Wednesday, February 25, 2009

The Quitter

Pekar, Harvey, Dean Haspiel, Lee Loughridge, and Pat Brosseau. The Quitter. Vertigo, 2005.


At least he's honest

Justly billed as a "confessional," Harvey Pekar's memoir-comic is certainly honest. But it begs the question: if a less-than-extraordinary man recounts all the reasons he did not live up to his potential, can that confession be a form of art?

Just an average neurotic

Much of Pekar's story is unremarkable. He was fairly intelligent as a child, but plagued with vague, undiagnosed emotional problems. Probably his Polish immigrant parents were partly to blame, but getting bullied by black kids as racial tension rose was no doubt a factor as well. Harvey lived his whole life in Cleveland, a city that apparently embodies the American sense of "average," "normal," or "mediocre." In "The Quitter," we watch as a bright, smiling child turns into both a bully and a coward at the same time. We watch him discover his own talents, even as he confesses he buried, repressed the sides of himself he feared, leading a stunted life: quitting football, quitting math class, quitting school.

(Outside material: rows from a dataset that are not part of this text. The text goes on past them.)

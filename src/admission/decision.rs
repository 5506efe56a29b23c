//! Admission decisions.
//!
//! A denial is a normal outcome, not an error.

use std::fmt;

use crate::error::ErrorKind;

/// Why a report was not admitted.
#[derive(Debug, Clone, Copy, PartialEq, Eq)]
pub enum Denial {
    /// Fingerprint hit its ceiling across all strategies.
    FingerprintWindowExceeded { count: usize, limit: usize },
    /// Fingerprint already reported this strategy within the short window.
    StrategyWindowExceeded { count: usize, limit: usize },
    /// Fingerprint is spreading reports over too many strategies.
    TooManyDistinctStrategies { distinct: usize, limit: usize },
}

impl Denial {
    pub fn as_str(&self) -> &'static str {
        match self {
            Denial::FingerprintWindowExceeded { .. } => "fingerprint_window_exceeded",
            Denial::StrategyWindowExceeded { .. } => "strategy_window_exceeded",
            Denial::TooManyDistinctStrategies { .. } => "too_many_distinct_strategies",
        }
    }

    pub fn kind(&self) -> ErrorKind {
        ErrorKind::RateLimited
    }
}

impl fmt::Display for Denial {
    fn fmt(&self, f: &mut fmt::Formatter<'_>) -> fmt::Result {
        match self {
            Denial::FingerprintWindowExceeded { count, limit }
            | Denial::StrategyWindowExceeded { count, limit } => {
                write!(f, "{} ({}/{})", self.as_str(), count, limit)
            }
            Denial::TooManyDistinctStrategies { distinct, limit } => {
                write!(f, "{} ({}/{})", self.as_str(), distinct, limit)
            }
        }
    }
}

/// Admission decision for one report.
#[derive(Debug, Clone, Copy, PartialEq, Eq)]
pub enum Admission {
    Allow,
    Deny(Denial),
}

impl Admission {
    pub fn as_str(&self) -> &'static str {
        match self {
            Admission::Allow => "allow",
            Admission::Deny(_) => "deny",
        }
    }

    pub fn is_allowed(&self) -> bool {
        matches!(self, Admission::Allow)
    }
}
//! Boundary validation of submitted reports.
//!
//! Turns an untrusted `ReportSubmission` into a `ValidatedReport` carrying the
//! resolved strategy key and a ledger-ready `NewReport`. Nothing downstream
//! re-checks these fields.

use chrono::{DateTime, Utc};
use lazy_static::lazy_static;
use regex::Regex;
use serde::{Deserialize, Serialize};
use serde_json::Value;

use crate::config::ReportLimits;
use crate::error::{EngineResult, InvalidReport};
use crate::logging::structured::LogContext;
use crate::security::{
    check_args, compute_strategy_hash, detect_pii, fingerprint_tag, sanitize_client_version,
};
use crate::storage::{NewReport, ServiceCatalog, StrategyKey};

lazy_static! {
    /// Provider and service identifiers
    static ref IDENTIFIER_PATTERN: Regex = Regex::new(r"^[A-Za-z0-9][A-Za-z0-9_.:-]*$").unwrap();
}

/// A report as received from a client.
#[derive(Debug, Clone, PartialEq, Serialize, Deserialize)]
pub struct ReportSubmission {
    pub provider_id: String,
    pub service_id: String,
    /// Strategy payload, usually a list of command-line arguments.
    #[serde(alias = "zapret_args")]
    pub args: Value,
    /// Hash the client computed for `args`, if it sent one.
    #[serde(default)]
    pub claimed_hash: Option<String>,
    #[serde(default = "default_success")]
    pub success: bool,
    #[serde(default)]
    pub latency_ms: f64,
    pub fingerprint: String,
    #[serde(default)]
    pub client_version: String,
}

fn default_success() -> bool {
    true
}

/// A submission that passed every boundary check.
#[derive(Debug, Clone, PartialEq)]
pub struct ValidatedReport {
    pub key: StrategyKey,
    pub args: Value,
    pub report: NewReport,
    pub fingerprint_tag: String,
}

/// Whether `value` is usable as a provider or service id.
pub fn is_valid_identifier(value: &str) -> bool {
    IDENTIFIER_PATTERN.is_match(value)
}

/// Validate a submission received at `now`.
///
/// The service must exist in `catalog`; providers have no catalog and are
/// checked syntactically only.
pub fn validate_submission(
    submission: &ReportSubmission,
    catalog: &dyn ServiceCatalog,
    limits: &ReportLimits,
    now: DateTime<Utc>,
    ctx: &LogContext,
) -> EngineResult<ValidatedReport> {
    let provider_id = check_identifier(
        "provider_id",
        &submission.provider_id,
        limits.max_provider_id_len,
    )?;
    let service_id = check_identifier(
        "service_id",
        &submission.service_id,
        limits.max_service_id_len,
    )?;
    check_fingerprint(&submission.fingerprint, limits)?;
    check_latency(submission.latency_ms, limits)?;

    let tag = fingerprint_tag(&submission.fingerprint);
    let ctx = ctx.with_fingerprint_tag(&tag);
    check_args(&submission.args, limits, &ctx)?;

    let strategy_hash = compute_strategy_hash(&submission.args);
    if let Some(claimed) = &submission.claimed_hash {
        if !claimed.trim().eq_ignore_ascii_case(&strategy_hash) {
            return Err(InvalidReport::HashMismatch {
                claimed: claimed.clone(),
                computed: strategy_hash,
            }
            .into());
        }
    }

    if catalog.get_service(service_id)?.is_none() {
        return Err(InvalidReport::UnknownService {
            service_id: service_id.to_string(),
        }
        .into());
    }

    let client_version =
        sanitize_client_version(&submission.client_version, limits.max_client_version_len, &ctx);

    log::debug!(
        "{} REPORT_VALID service={} success={} latency_ms={}",
        ctx,
        service_id,
        submission.success,
        submission.latency_ms
    );

    Ok(ValidatedReport {
        key: StrategyKey::new(provider_id, service_id, &strategy_hash),
        args: submission.args.clone(),
        report: NewReport {
            fingerprint: submission.fingerprint.clone(),
            reported_at: now,
            success: submission.success,
            latency_ms: submission.latency_ms,
            client_version,
        },
        fingerprint_tag: tag,
    })
}

fn check_identifier<'a>(
    field: &'static str,
    raw: &'a str,
    max: usize,
) -> Result<&'a str, InvalidReport> {
    let value = raw.trim();
    if value.is_empty() {
        return Err(InvalidReport::EmptyField { field });
    }
    let len = value.chars().count();
    if len > max {
        return Err(InvalidReport::FieldLength {
            field,
            len,
            min: 1,
            max,
        });
    }
    if !is_valid_identifier(value) {
        return Err(InvalidReport::FieldCharset { field });
    }
    Ok(value)
}

fn check_fingerprint(fingerprint: &str, limits: &ReportLimits) -> Result<(), InvalidReport> {
    if fingerprint.is_empty() {
        return Err(InvalidReport::EmptyField {
            field: "fingerprint",
        });
    }
    let len = fingerprint.chars().count();
    if len < limits.min_fingerprint_len || len > limits.max_fingerprint_len {
        return Err(InvalidReport::FieldLength {
            field: "fingerprint",
            len,
            min: limits.min_fingerprint_len,
            max: limits.max_fingerprint_len,
        });
    }
    if !fingerprint.chars().all(|c| c.is_ascii_graphic()) {
        return Err(InvalidReport::FieldCharset {
            field: "fingerprint",
        });
    }
    if let Some(kind) = detect_pii(fingerprint) {
        return Err(InvalidReport::FingerprintLooksLikePii {
            kind: kind.as_str(),
        });
    }
    Ok(())
}

fn check_latency(latency_ms: f64, limits: &ReportLimits) -> Result<(), InvalidReport> {
    if !latency_ms.is_finite() || latency_ms < 0.0 || latency_ms > limits.max_latency_ms {
        return Err(InvalidReport::LatencyOutOfRange {
            latency_ms,
            max_ms: limits.max_latency_ms,
        });
    }
    Ok(())
}
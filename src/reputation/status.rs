//! Status state machine.
//!
//! `evaluate` is a pure function of (record, thresholds, now) and is a fixed
//! point: evaluating a record whose status was set by `evaluate` at the same
//! instant returns that status again. It runs after every aggregate update,
//! at read time, and from the maintenance sweep.

use chrono::{DateTime, Utc};

use crate::config::StatusThresholds;
use crate::storage::{Strategy, StrategyStatus};

/// Multiplier applied to tallies that are `elapsed_secs` old.
pub fn decay_factor(elapsed_secs: f64, half_life_secs: u64) -> f64 {
    if half_life_secs == 0 {
        return 0.0;
    }
    let elapsed = elapsed_secs.max(0.0);
    0.5f64.powf(elapsed / half_life_secs as f64)
}

/// The decayed (success, fail) tallies of `strategy` as seen at `now`.
pub fn recent_tallies(
    strategy: &Strategy,
    thresholds: &StatusThresholds,
    now: DateTime<Utc>,
) -> (f64, f64) {
    let elapsed = (now - strategy.recent_as_of).num_milliseconds() as f64 / 1000.0;
    let factor = decay_factor(elapsed, thresholds.recent_half_life_secs);
    (strategy.recent_success * factor, strategy.recent_fail * factor)
}

/// No success within `T_stale` (creation time stands in for a success that
/// never happened).
pub fn is_stale(strategy: &Strategy, thresholds: &StatusThresholds, now: DateTime<Utc>) -> bool {
    now - strategy.last_evidence_at() > thresholds.stale_after()
}

/// Recent evidence is substantial and mostly failures.
pub fn is_degraded(
    strategy: &Strategy,
    thresholds: &StatusThresholds,
    now: DateTime<Utc>,
) -> bool {
    match recent_ratio(strategy, thresholds, now) {
        Some(ratio) => ratio < thresholds.deprecate_ratio,
        None => false,
    }
}

/// Recent success ratio, if there is at least `min_votes` of decayed evidence.
fn recent_ratio(
    strategy: &Strategy,
    thresholds: &StatusThresholds,
    now: DateTime<Utc>,
) -> Option<f64> {
    let (success, fail) = recent_tallies(strategy, thresholds, now);
    let evidence = success + fail;
    if evidence <= 0.0 || evidence < thresholds.min_votes as f64 {
        return None;
    }
    Some(success / evidence)
}

/// Status the record should have at `now`.
pub fn evaluate(
    strategy: &Strategy,
    thresholds: &StatusThresholds,
    now: DateTime<Utc>,
) -> StrategyStatus {
    if is_stale(strategy, thresholds, now) || is_degraded(strategy, thresholds, now) {
        return StrategyStatus::Deprecated;
    }

    match strategy.status {
        StrategyStatus::Unconfirmed => {
            if strategy.success_count >= thresholds.min_votes
                && strategy.success_ratio() >= thresholds.confirm_ratio
            {
                StrategyStatus::Confirmed
            } else {
                StrategyStatus::Unconfirmed
            }
        }
        StrategyStatus::Confirmed => StrategyStatus::Confirmed,
        StrategyStatus::Deprecated => {
            let recovered = strategy.success_count >= thresholds.min_votes
                && recent_ratio(strategy, thresholds, now)
                    .map_or(false, |ratio| ratio >= thresholds.confirm_ratio);
            if recovered {
                StrategyStatus::Confirmed
            } else {
                StrategyStatus::Deprecated
            }
        }
    }
}

/// Status to serve a stored record with, without writing it back.
///
/// The passage of time can only demote; promotion and recovery happen on
/// a write.
pub fn effective_status(
    strategy: &Strategy,
    thresholds: &StatusThresholds,
    now: DateTime<Utc>,
) -> StrategyStatus {
    match evaluate(strategy, thresholds, now) {
        StrategyStatus::Deprecated => StrategyStatus::Deprecated,
        _ => strategy.status,
    }
}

Quitting the navy because he was afraid to wash his clothes. Quitting a job. Quitting another, to go back to school again. Quitting school again.

Self medicating with art

And on and on it goes. Along the way, Pekar evolves his own particular artistic sensibility -- "theories," he calls them, connecting his experiences with sports statistics, jazz criticism, and comics as ways of escaping the oppressive self-absorption and various social anxiety disorders that are then available for view as the flip-side of his profession. Are other artists like that? Weirdos, I mean, misfits whose beef is not with the world, but their own inability to be comfortable in their own skin, too afraid to fess up to what they cannot do. Artists like Harvey Pekar are eminently unlikeable people -- so much so that somebody thought there was an audience in the world of graphic novels for them.

Slackers unite

I don't know how successful this graphic novel was, but I feel it probably did not connect with many readers, though if Comic Book Guy is any indication, it might be like looking in a mirror. Perhaps uncomfortably so.